Hong Kong-listed artificial intelligence model developers Zhipu and MiniMax surged on the first day their share lock-ups expired, defying expectations that the release of restricted shares would trigger heavy selling and a sharp pullback. Zhipu jumped more than 19%, while MiniMax rose about 17%, as major shareholders signaled they would keep their stakes and helped calm concerns over a flood of new supply entering the market.

The rally marked a notable shift in sentiment toward China’s AI model sector. Traders had widely expected pressure once previously restricted shares became tradable, especially because the combined value of newly unlocked shares was estimated at nearly HK$90 billion, or about US$11.5 billion. Instead, demand absorbed the new supply, and the strong gains suggested that the market was placing more weight on long-term growth prospects than on short-term technical risks.

The move also lifted the broader Hong Kong technology market. The Hang Seng Tech Index climbed nearly 5% in one session, supported by sharp gains across internet, semiconductor, hardware and platform companies. Alibaba rose more than 12%, Hua Hong Semiconductor advanced about 10%, Lenovo gained around 9%, and Semiconductor Manufacturing International, Kuaishou and Tencent also moved higher.

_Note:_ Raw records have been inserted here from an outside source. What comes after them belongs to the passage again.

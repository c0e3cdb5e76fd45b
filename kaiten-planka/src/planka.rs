//! Planka REST client implementing [`DestinationWriter`].
//!
//! Requests are authenticated with the admin token, except comments, which
//! are posted with the author's own token. The destination is not rate
//! limited.

use std::path::Path;

use async_trait::async_trait;
use kaiten_planka_core::contract::DestinationWriter;
use kaiten_planka_core::model::{ChecklistItem, Column, DestId, DestUser, NewCard, NewUser, Project};
use kaiten_planka_core::{Error, Result};
use reqwest::multipart::{Form, Part};
use reqwest::{Method, RequestBuilder};
use serde::de::DeserializeOwned;
use serde::{Deserialize, Serialize};
use serde_json::json;
use tracing::{debug, info};

use crate::http;

/// Description given to every project created by a migration run.
pub const PROJECT_DESCRIPTION: &str = "Migrated from Kaiten";

pub struct PlankaClient {
    base_url: String,
    token: String,
    client: reqwest::Client,
}

#[derive(Deserialize)]
struct Item<T> {
    item: T,
}

#[derive(Deserialize)]
struct Items<T> {
    items: Vec<T>,
}

#[derive(Deserialize)]
struct Created {
    id: DestId,
}

#[derive(Deserialize)]
struct WireUser {
    id: DestId,
    email: Option<String>,
}

#[derive(Deserialize)]
struct WireProject {
    id: DestId,
    name: Option<String>,
}

#[derive(Deserialize)]
struct ProjectDetail {
    included: ProjectIncluded,
}

#[derive(Deserialize)]
struct ProjectIncluded {
    #[serde(default)]
    boards: Vec<Created>,
}

#[derive(Serialize)]
#[serde(rename_all = "camelCase")]
struct CardPayload<'a> {
    name: &'a str,
    #[serde(skip_serializing_if = "Option::is_none")]
    description: Option<&'a str>,
    position: f64,
    #[serde(rename = "type")]
    kind: &'static str,
    #[serde(skip_serializing_if = "Option::is_none")]
    start: Option<&'a str>,
    #[serde(skip_serializing_if = "Option::is_none")]
    due_date: Option<&'a str>,
}

impl PlankaClient {
    pub fn new(base_url: impl Into<String>, token: impl Into<String>, client: reqwest::Client) -> Self {
        let base_url = base_url.into().trim_end_matches('/').to_string();
        info!(base_url = %base_url, "Initialized PlankaClient");
        Self {
            base_url,
            token: token.into(),
            client,
        }
    }

    fn request(&self, method: Method, path: &str) -> RequestBuilder {
        self.client
            .request(method, format!("{}{path}", self.base_url))
            .bearer_auth(&self.token)
    }

    async fn get<T: DeserializeOwned>(&self, path: &str) -> Result<T> {
        http::send_json(&format!("GET {path}"), self.request(Method::GET, path)).await
    }

    /// POSTs `body` and returns the id of the created item.
    async fn create(&self, path: &str, body: serde_json::Value) -> Result<DestId> {
        let created: Item<Created> =
            http::send_json(&format!("POST {path}"), self.request(Method::POST, path).json(&body))
                .await?;
        Ok(created.item.id)
    }

    async fn post_unit(&self, path: &str, body: serde_json::Value) -> Result<()> {
        http::send(&format!("POST {path}"), self.request(Method::POST, path).json(&body)).await?;
        Ok(())
    }

    async fn delete(&self, path: &str) -> Result<()> {
        http::send(&format!("DELETE {path}"), self.request(Method::DELETE, path)).await?;
        Ok(())
    }

    async fn users(&self) -> Result<Vec<WireUser>> {
        let users: Items<WireUser> = self.get("/api/users").await?;
        Ok(users.items)
    }
}

#[async_trait]
impl DestinationWriter for PlankaClient {
    async fn list_user_emails(&self) -> Result<Vec<String>> {
        Ok(self
            .users()
            .await?
            .into_iter()
            .filter_map(|u| u.email)
            .filter(|e| !e.is_empty())
            .collect())
    }

    async fn list_users(&self) -> Result<Vec<DestUser>> {
        Ok(self
            .users()
            .await?
            .into_iter()
            .map(|u| DestUser {
                id: u.id,
                email: u.email.unwrap_or_default(),
            })
            .collect())
    }

    async fn create_user(&self, user: &NewUser) -> Result<DestId> {
        let body = serde_json::to_value(user).map_err(|e| Error::decode("encode user", e))?;
        let id = self.create("/api/users", body).await?;
        debug!(user_id = %id, email = %user.email, "[PLANKA] Created user");
        Ok(id)
    }

    async fn user_id_by_email(&self, email: &str) -> Result<Option<DestId>> {
        Ok(self
            .users()
            .await?
            .into_iter()
            .find(|u| u.email.as_deref() == Some(email))
            .map(|u| u.id))
    }

    async fn issue_access_token(&self, email: &str, password: &str) -> Result<String> {
        let path = "/api/access-tokens";
        let request = self
            .client
            .post(format!("{}{path}", self.base_url))
            .json(&json!({ "emailOrUsername": email, "password": password }));
        let token: Item<String> = http::send_json(&format!("POST {path}"), request).await?;
        if token.item.is_empty() {
            return Err(Error::not_found("access token", email));
        }
        Ok(token.item)
    }

    async fn list_projects(&self) -> Result<Vec<Project>> {
        let projects: Items<WireProject> = self.get("/api/projects").await?;
        Ok(projects
            .items
            .into_iter()
            .map(|p| Project {
                id: p.id,
                name: p.name.unwrap_or_default(),
            })
            .collect())
    }

    async fn create_project(&self, name: &str) -> Result<DestId> {
        self.create(
            "/api/projects",
            json!({ "name": name, "description": PROJECT_DESCRIPTION, "type": "shared" }),
        )
        .await
    }

    async fn list_project_boards(&self, project_id: &str) -> Result<Vec<DestId>> {
        let detail: ProjectDetail = self.get(&format!("/api/projects/{project_id}")).await?;
        Ok(detail.included.boards.into_iter().map(|b| b.id).collect())
    }

    async fn create_board(&self, project_id: &str, name: &str) -> Result<DestId> {
        self.create(
            &format!("/api/projects/{project_id}/boards"),
            json!({ "name": name, "position": 0 }),
        )
        .await
    }

    async fn add_board_member(&self, board_id: &str, user_id: &str) -> Result<()> {
        self.post_unit(
            &format!("/api/boards/{board_id}/board-memberships"),
            json!({ "userId": user_id, "role": "editor", "canComment": true }),
        )
        .await
    }

    async fn create_list(&self, board_id: &str, column: &Column) -> Result<DestId> {
        self.create(
            &format!("/api/boards/{board_id}/lists"),
            json!({ "name": column.name, "position": column.position, "type": "active" }),
        )
        .await
    }

    async fn create_card(&self, list_id: &str, card: &NewCard) -> Result<DestId> {
        let payload = CardPayload {
            name: &card.name,
            description: card.description.as_deref(),
            position: card.position,
            kind: "project",
            start: card.start.as_deref(),
            due_date: card.due_date.as_deref(),
        };
        let body = serde_json::to_value(&payload).map_err(|e| Error::decode("encode card", e))?;
        self.create(&format!("/api/lists/{list_id}/cards"), body).await
    }

    async fn add_card_member(&self, card_id: &str, user_id: &str) -> Result<()> {
        self.post_unit(
            &format!("/api/cards/{card_id}/card-memberships"),
            json!({ "userId": user_id }),
        )
        .await
    }

    async fn create_label(&self, board_id: &str, name: &str, color: &str) -> Result<DestId> {
        self.create(
            &format!("/api/boards/{board_id}/labels"),
            json!({ "name": name, "color": color, "position": 0 }),
        )
        .await
    }

    async fn attach_label_to_card(&self, card_id: &str, label_id: &str) -> Result<()> {
        self.post_unit(
            &format!("/api/cards/{card_id}/card-labels"),
            json!({ "labelId": label_id }),
        )
        .await
    }

    async fn create_tasklist(&self, card_id: &str, name: &str) -> Result<DestId> {
        self.create(
            &format!("/api/cards/{card_id}/task-lists"),
            json!({ "name": name, "position": 0 }),
        )
        .await
    }

    async fn create_task(&self, tasklist_id: &str, item: &ChecklistItem) -> Result<DestId> {
        self.create(
            &format!("/api/task-lists/{tasklist_id}/tasks"),
            json!({ "name": item.text, "position": 0, "isCompleted": item.checked }),
        )
        .await
    }

    async fn create_comment(
        &self,
        card_id: &str,
        author_token: &str,
        text: &str,
        user_id: &str,
    ) -> Result<()> {
        let path = format!("/api/cards/{card_id}/comments");
        let request = self
            .client
            .post(format!("{}{path}", self.base_url))
            .bearer_auth(author_token)
            .json(&json!({ "text": text, "userId": user_id }));
        http::send(&format!("POST {path}"), request).await?;
        Ok(())
    }

    async fn upload_attachment(
        &self,
        card_id: &str,
        local_file: &Path,
        display_name: &str,
    ) -> Result<()> {
        let bytes = tokio::fs::read(local_file)
            .await
            .map_err(|e| Error::io(format!("read {}", local_file.display()), e))?;
        let size = bytes.len();
        let form = Form::new()
            .text("name", display_name.to_string())
            .text("type", "file")
            .part("file", Part::bytes(bytes).file_name(display_name.to_string()));

        let path = format!("/api/cards/{card_id}/attachments");
        http::send(
            &format!("POST {path}"),
            self.request(Method::POST, &path).multipart(form),
        )
        .await?;
        debug!(card_id, name = display_name, size, "[PLANKA] Uploaded attachment");
        Ok(())
    }

    async fn delete_user(&self, user_id: &str) -> Result<()> {
        self.delete(&format!("/api/users/{user_id}")).await
    }

    async fn delete_board(&self, board_id: &str) -> Result<()> {
        self.delete(&format!("/api/boards/{board_id}")).await
    }

    async fn delete_project(&self, project_id: &str) -> Result<()> {
        self.delete(&format!("/api/projects/{project_id}")).await
    }
}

Market participants said the strength reflected a combination of company-specific confidence, improving policy support from Beijing, and a rotation of funds from global semiconductor names into lower-valued Hong Kong technology shares. The rally suggested that traders are once again looking for growth opportunities in Chinese technology companies after a long period of caution toward the sector.

Share lock-up fears fade

The strongest signal came from the behavior of major shareholders in Zhipu and MiniMax. Typically, the expiration of share lock-ups creates concern that early backers, founders or strategic shareholders may sell part of their holdings, adding supply and weighing on prices. In this case, the opposite happened.

Zhipu’s shareholder base includes JSC International, WT Asset Management, Optimas Capital and Lingyun Light Technology. These shareholders indicated plans to continue holding their positions, easing market fears that the lock-up expiration would lead to large-scale selling.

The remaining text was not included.